Port Vale
- Chairman: Arthur McPherson (until 3 March) Mark Singer (from 3 March)
- Manager: Gordon Lee
- Stadium: Vale Park
- Football League Fourth Division: 4th (59 points)
- FA Cup: Second Round (eliminated by Tranmere Rovers)
- League Cup: First Round (eliminated by Tranmere Rovers)
- Player of the Year: John Green
- Top goalscorer: League: John James (14) All: John James (17)
- Highest home attendance: 12,538 vs. Crewe Alexandra, 15 September 1969
- Lowest home attendance: 3,955 vs. York City, 7 February 1970
- Average home league attendance: 6,894
- Biggest win: 4–0 vs. Darlington, 21 March 1970
- Biggest defeat: 0–2 (twice) and 1–3
| Home colours |
- ← 1968–691970–71 →

= 1969–70 Port Vale F.C. season =

The 1969–70 season was Port Vale's 58th season of football in the English Football League and their fifth-successive season (sixth overall) in the Fourth Division. Under manager Gordon Lee, and with Arthur McPherson serving as chairman until March before Mark Singer took over, Vale mounted a sustained promotion challenge — finishing 4th with 59 points and earning promotion back to the Third Division.
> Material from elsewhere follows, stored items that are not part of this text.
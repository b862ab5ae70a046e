//! Board configuration
//!
//! Everything the board firmware treats as a tuning constant lives here: the
//! gas sensor's voltage divider, ADC range and calibration cadence, and the
//! polling interval of every sensor. Defaults match the reference board; a
//! provisioned blob can override them through [`BoardConfig::from_bytes`].

use alloc::vec::Vec;

use serde::{Deserialize, Serialize};
use thiserror_no_std::Error;

use crate::sensors::{AnalogPin, SensorKind, TransferFunction};

#[derive(Error, Debug, Clone, Copy, PartialEq)]
pub enum ConfigError {
    #[error("supply voltage must be positive (got {0})")]
    SupplyVoltage(f32),
    #[error("load resistance must be positive (got {0} ohms)")]
    LoadResistance(f32),
    #[error("ADC full-scale value must be at least 2 (got {0})")]
    AdcRange(u16),
    #[error("calibration needs at least one sample")]
    NoCalibrationSamples,
    #[error("sampling interval for {0} must be non-zero")]
    ZeroInterval(&'static str),
    #[error("config blob could not be decoded")]
    Decode,
    #[error("config could not be encoded")]
    Encode,
}

#[derive(Serialize, Deserialize, Debug, Default, Clone, PartialEq)]
pub struct BoardConfig {
    pub gas: GasSensorConfig,
    pub sampling: SamplingConfig,
}

impl BoardConfig {
    /// Check every field that would make calibration or scheduling degenerate.
    pub fn validate(&self) -> Result<(), ConfigError> {
        self.gas.validate()?;
        self.sampling.validate()
    }

    /// Decode and validate a postcard-encoded config blob.
    pub fn from_bytes(bytes: &[u8]) -> Result<Self, ConfigError> {
        let config: Self = postcard::from_bytes(bytes).map_err(|e| {
            log::error!("Failed to decode board config: {:?}", e);
            ConfigError::Decode
        })?;
        config.validate()?;
        Ok(config)
    }

    pub fn to_bytes(&self) -> Result<Vec<u8>, ConfigError> {
        postcard::to_allocvec(self).map_err(|e| {
            log::error!("Failed to encode board config: {:?}", e);
            ConfigError::Encode
        })
    }
}

/// Wiring and calibration constants for the analog gas sensor.
#[derive(Serialize, Deserialize, Debug, Clone, Copy, PartialEq)]
pub struct GasSensorConfig {
    /// Analog input the sensor's divider output is wired to
    pub pin: u8,
    /// Divider supply voltage (V)
    pub supply_voltage: f32,
    /// Load resistor on the low side of the divider (ohms)
    pub load_resistance_ohms: f32,
    /// ADC full-scale raw value
    pub adc_max: u16,
    /// Blocking wait between calibration samples (ms)
    pub sample_delay_ms: u32,
    /// Samples averaged into the baseline resistance
    pub calibration_iterations: u16,
}

impl Default for GasSensorConfig {
    fn default() -> Self {
        Self {
            pin: 36,
            supply_voltage: 3.3,
            load_resistance_ohms: 10_000.0,
            adc_max: 4095,
            sample_delay_ms: 20,
            calibration_iterations: 100,
        }
    }
}

impl GasSensorConfig {
    pub fn validate(&self) -> Result<(), ConfigError> {
        if !self.supply_voltage.is_finite() || self.supply_voltage <= 0.0 {
            return Err(ConfigError::SupplyVoltage(self.supply_voltage));
        }
        if !self.load_resistance_ohms.is_finite() || self.load_resistance_ohms <= 0.0 {
            return Err(ConfigError::LoadResistance(self.load_resistance_ohms));
        }
        if self.adc_max < 2 {
            return Err(ConfigError::AdcRange(self.adc_max));
        }
        if self.calibration_iterations == 0 {
            return Err(ConfigError::NoCalibrationSamples);
        }
        Ok(())
    }

    pub const fn pin(&self) -> AnalogPin {
        AnalogPin(self.pin)
    }

    pub const fn transfer_function(&self) -> TransferFunction {
        TransferFunction::new(self.supply_voltage, self.load_resistance_ohms, self.adc_max)
    }
}

/// Polling interval of each sensor slot, in milliseconds.
#[derive(Serialize, Deserialize, Debug, Clone, Copy, PartialEq, Eq)]
pub struct SamplingConfig {
    pub sht30_interval_ms: u32,
    pub qmp6988_interval_ms: u32,
    /// The SGP30 baseline algorithm expects a 1 Hz cadence
    pub sgp30_interval_ms: u32,
    pub gas_interval_ms: u32,
}

impl Default for SamplingConfig {
    fn default() -> Self {
        Self {
            sht30_interval_ms: 2000,
            qmp6988_interval_ms: 2000,
            sgp30_interval_ms: 1000,
            gas_interval_ms: 1000,
        }
    }
}

impl SamplingConfig {
    pub const fn interval_ms(&self, kind: SensorKind) -> u32 {
        match kind {
            SensorKind::Sht30 => self.sht30_interval_ms,
            SensorKind::Qmp6988 => self.qmp6988_interval_ms,
            SensorKind::Sgp30 => self.sgp30_interval_ms,
            SensorKind::GroveGas => self.gas_interval_ms,
        }
    }

    pub fn validate(&self) -> Result<(), ConfigError> {
        for kind in SensorKind::ALL {
            if self.interval_ms(kind) == 0 {
                return Err(ConfigError::ZeroInterval(kind.name()));
            }
        }
        Ok(())
    }
}

#[cfg(test)]
mod tests {
    use super::*;

    #[test]
    fn test_default_config_is_valid() {
        assert_eq!(BoardConfig::default().validate(), Ok(()));
    }

    #[test]
    fn test_default_transfer_function_matches_board() {
        let transfer = GasSensorConfig::default().transfer_function();
        assert_eq!(transfer.adc_max(), 4095);
        assert_eq!(transfer.load_resistance_ohms(), 10_000.0);
    }

    #[test]
    fn test_rejects_degenerate_gas_config() {
        let mut gas = GasSensorConfig::default();
        gas.calibration_iterations = 0;
        assert_eq!(gas.validate(), Err(ConfigError::NoCalibrationSamples));

        let mut gas = GasSensorConfig::default();
        gas.load_resistance_ohms = 0.0;
        assert_eq!(gas.validate(), Err(ConfigError::LoadResistance(0.0)));

        let mut gas = GasSensorConfig::default();
        gas.supply_voltage = f32::NAN;
        assert!(matches!(gas.validate(), Err(ConfigError::SupplyVoltage(_))));

        let mut gas = GasSensorConfig::default();
        gas.adc_max = 1;
        assert_eq!(gas.validate(), Err(ConfigError::AdcRange(1)));
    }

    #[test]
    fn test_rejects_zero_interval() {
        let mut config = BoardConfig::default();
        config.sampling.sgp30_interval_ms = 0;
        assert_eq!(config.validate(), Err(ConfigError::ZeroInterval("SGP30")));
    }

    #[test]
    fn test_blob_round_trip_preserves_overrides() {
        let mut config = BoardConfig::default();
        config.gas.pin = 33;
        config.gas.calibration_iterations = 5;
        config.sampling.gas_interval_ms = 250;

        let bytes = config.to_bytes().unwrap();
        assert_eq!(BoardConfig::from_bytes(&bytes), Ok(config));
    }

    #[test]
    fn test_blob_with_invalid_values_is_rejected() {
        let mut config = BoardConfig::default();
        config.gas.calibration_iterations = 0;
        let bytes = config.to_bytes().unwrap();

        assert_eq!(
            BoardConfig::from_bytes(&bytes),
            Err(ConfigError::NoCalibrationSamples)
        );
    }

    #[test]
    fn test_truncated_blob_fails_to_decode() {
        let bytes = BoardConfig::default().to_bytes().unwrap();
        assert_eq!(
            BoardConfig::from_bytes(&bytes[..3]),
            Err(ConfigError::Decode)
        );
    }
}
The season opened with a club record unbeaten run of 18 league matches, and after a brief mid‑season dip, Vale regrouped to end with a nine‑game unbeaten run to seal promotion. Lee credited the rise to the fitness, cohesion, and consistency of a remarkably settled squad — ten players made at least 35 league appearances during the campaign. In cup competitions, Vale reached the Second Round of the FA Cup, only to be eliminated by Tranmere Rovers after a replay, and exited the League Cup in the First Round, also at the hands of Tranmere.

John James led the scoring charts with 14 league goals and 17 in all competitions, while John Green was voted Player of the Year for his commanding defensive displays. Attendance figures were encouraging: the highest attendance was 12,538 for the home fixture against Crewe Alexandra on 15 September 1969, the lowest was 3,955 versus York City on 7 February 1970, and the average league gate stood at 6,894 fans per match.

Overall, the 1969–70 season represented a major turnaround — transforming Vale from a struggling Fourth Division outfit into promotion winners, powered by strong leadership under Gordon Lee, squad stability, and on-field consistency.

==Overview==

===Fourth Division===
In the pre-season, there were talks of bringing speedway to Vale Park, introducing a new team to the British League Division Two. However, many were opposed to the idea, and a 2,600 strong petition was given to local MP John Forrester. The idea was killed when the council failed to grant planning permission, despite a 3,000 strong petition in favour of the proposal. The club had hoped to profit from the venture; however, many locals were concerned about noise pollution. Gordon Lee meanwhile had little in the way of funds when it came to signing new players, and so he was only able to bring in three new attackers on free transfers: 22-year-old centre-forward Ken Wookey (Newport County); outside-right Stuart Shaw (Southport); and lively frontrunner Eric Magee (Oldham Athletic).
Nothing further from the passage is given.